**WORK INSTRUCTIONS:** Only the first line of the listing and the lines after it, up to and including the one containing "use crate::pages::Page;", should be retyped exactly.

**PROVIDED MATERIAL:**
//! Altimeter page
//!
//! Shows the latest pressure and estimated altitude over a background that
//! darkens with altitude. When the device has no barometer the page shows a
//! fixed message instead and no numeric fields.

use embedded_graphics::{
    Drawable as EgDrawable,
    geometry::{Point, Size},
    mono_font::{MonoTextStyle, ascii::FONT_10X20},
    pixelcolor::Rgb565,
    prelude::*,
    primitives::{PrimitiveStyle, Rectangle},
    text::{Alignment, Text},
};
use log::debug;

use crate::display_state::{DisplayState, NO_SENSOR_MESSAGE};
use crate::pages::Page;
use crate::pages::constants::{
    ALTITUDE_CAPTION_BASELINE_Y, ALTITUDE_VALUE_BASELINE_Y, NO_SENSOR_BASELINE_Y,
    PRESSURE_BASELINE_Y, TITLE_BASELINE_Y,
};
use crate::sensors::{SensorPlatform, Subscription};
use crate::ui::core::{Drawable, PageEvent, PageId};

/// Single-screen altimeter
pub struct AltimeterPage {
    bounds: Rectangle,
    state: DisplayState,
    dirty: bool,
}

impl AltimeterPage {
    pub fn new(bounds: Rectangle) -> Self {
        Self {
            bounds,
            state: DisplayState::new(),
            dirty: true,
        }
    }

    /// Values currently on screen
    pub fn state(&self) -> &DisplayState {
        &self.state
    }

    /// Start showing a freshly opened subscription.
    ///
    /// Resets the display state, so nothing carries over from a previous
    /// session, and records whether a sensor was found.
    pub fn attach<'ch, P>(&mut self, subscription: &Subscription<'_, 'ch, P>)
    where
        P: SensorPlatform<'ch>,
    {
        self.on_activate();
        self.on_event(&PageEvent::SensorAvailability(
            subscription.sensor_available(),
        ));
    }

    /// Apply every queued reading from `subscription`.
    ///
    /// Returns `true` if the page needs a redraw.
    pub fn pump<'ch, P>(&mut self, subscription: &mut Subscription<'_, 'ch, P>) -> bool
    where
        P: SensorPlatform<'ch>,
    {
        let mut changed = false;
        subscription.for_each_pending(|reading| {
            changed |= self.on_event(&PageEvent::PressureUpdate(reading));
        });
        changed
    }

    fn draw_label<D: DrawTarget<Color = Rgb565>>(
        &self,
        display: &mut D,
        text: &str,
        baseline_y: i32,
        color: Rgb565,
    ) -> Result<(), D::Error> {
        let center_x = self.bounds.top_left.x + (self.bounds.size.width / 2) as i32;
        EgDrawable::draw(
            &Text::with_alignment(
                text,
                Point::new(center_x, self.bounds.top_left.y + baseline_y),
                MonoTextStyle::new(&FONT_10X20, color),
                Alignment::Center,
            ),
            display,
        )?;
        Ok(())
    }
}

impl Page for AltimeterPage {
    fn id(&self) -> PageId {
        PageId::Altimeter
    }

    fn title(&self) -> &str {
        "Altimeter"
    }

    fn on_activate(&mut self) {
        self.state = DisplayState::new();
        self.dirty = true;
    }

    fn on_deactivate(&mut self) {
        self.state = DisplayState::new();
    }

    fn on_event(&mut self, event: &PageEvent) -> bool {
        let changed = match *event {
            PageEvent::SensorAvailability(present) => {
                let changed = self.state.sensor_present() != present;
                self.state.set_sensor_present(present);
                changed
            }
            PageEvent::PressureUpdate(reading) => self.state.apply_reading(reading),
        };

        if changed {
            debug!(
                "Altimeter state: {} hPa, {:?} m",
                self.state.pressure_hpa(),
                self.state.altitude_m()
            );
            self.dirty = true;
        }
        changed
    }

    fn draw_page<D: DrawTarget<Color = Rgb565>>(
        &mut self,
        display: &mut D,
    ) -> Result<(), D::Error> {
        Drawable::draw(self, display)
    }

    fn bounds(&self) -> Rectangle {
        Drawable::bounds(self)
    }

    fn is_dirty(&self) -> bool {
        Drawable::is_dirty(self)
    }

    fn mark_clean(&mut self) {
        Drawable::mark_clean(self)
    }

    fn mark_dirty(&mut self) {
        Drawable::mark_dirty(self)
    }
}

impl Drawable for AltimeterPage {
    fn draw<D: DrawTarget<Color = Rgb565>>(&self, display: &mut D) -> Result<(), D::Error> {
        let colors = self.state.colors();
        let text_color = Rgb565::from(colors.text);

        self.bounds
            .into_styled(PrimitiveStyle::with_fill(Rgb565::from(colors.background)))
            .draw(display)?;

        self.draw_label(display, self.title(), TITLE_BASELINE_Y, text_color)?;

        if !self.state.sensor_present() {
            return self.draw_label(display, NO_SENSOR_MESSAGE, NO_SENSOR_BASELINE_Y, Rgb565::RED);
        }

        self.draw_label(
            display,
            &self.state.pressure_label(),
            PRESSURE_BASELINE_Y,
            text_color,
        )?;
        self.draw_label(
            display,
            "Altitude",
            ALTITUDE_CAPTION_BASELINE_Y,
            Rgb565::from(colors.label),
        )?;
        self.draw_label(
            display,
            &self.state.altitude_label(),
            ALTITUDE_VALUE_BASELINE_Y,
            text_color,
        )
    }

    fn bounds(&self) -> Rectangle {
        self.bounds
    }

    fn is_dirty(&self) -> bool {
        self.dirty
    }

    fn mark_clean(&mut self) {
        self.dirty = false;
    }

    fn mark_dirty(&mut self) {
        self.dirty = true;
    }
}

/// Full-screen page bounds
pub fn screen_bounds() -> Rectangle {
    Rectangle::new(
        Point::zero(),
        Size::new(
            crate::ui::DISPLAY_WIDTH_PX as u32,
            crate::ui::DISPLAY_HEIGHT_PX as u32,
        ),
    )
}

**SOLUTION FOR THIS EXERCISE:**
//! Altimeter page
//!
//! Shows the latest pressure and estimated altitude over a background that
//! darkens with altitude. When the device has no barometer the page shows a
//! fixed message instead and no numeric fields.

use embedded_graphics::{
    Drawable as EgDrawable,
    geometry::{Point, Size},
    mono_font::{MonoTextStyle, ascii::FONT_10X20},
    pixelcolor::Rgb565,
    prelude::*,
    primitives::{PrimitiveStyle, Rectangle},
    text::{Alignment, Text},
};
use log::debug;

use crate::display_state::{DisplayState, NO_SENSOR_MESSAGE};
use crate::pages::Page;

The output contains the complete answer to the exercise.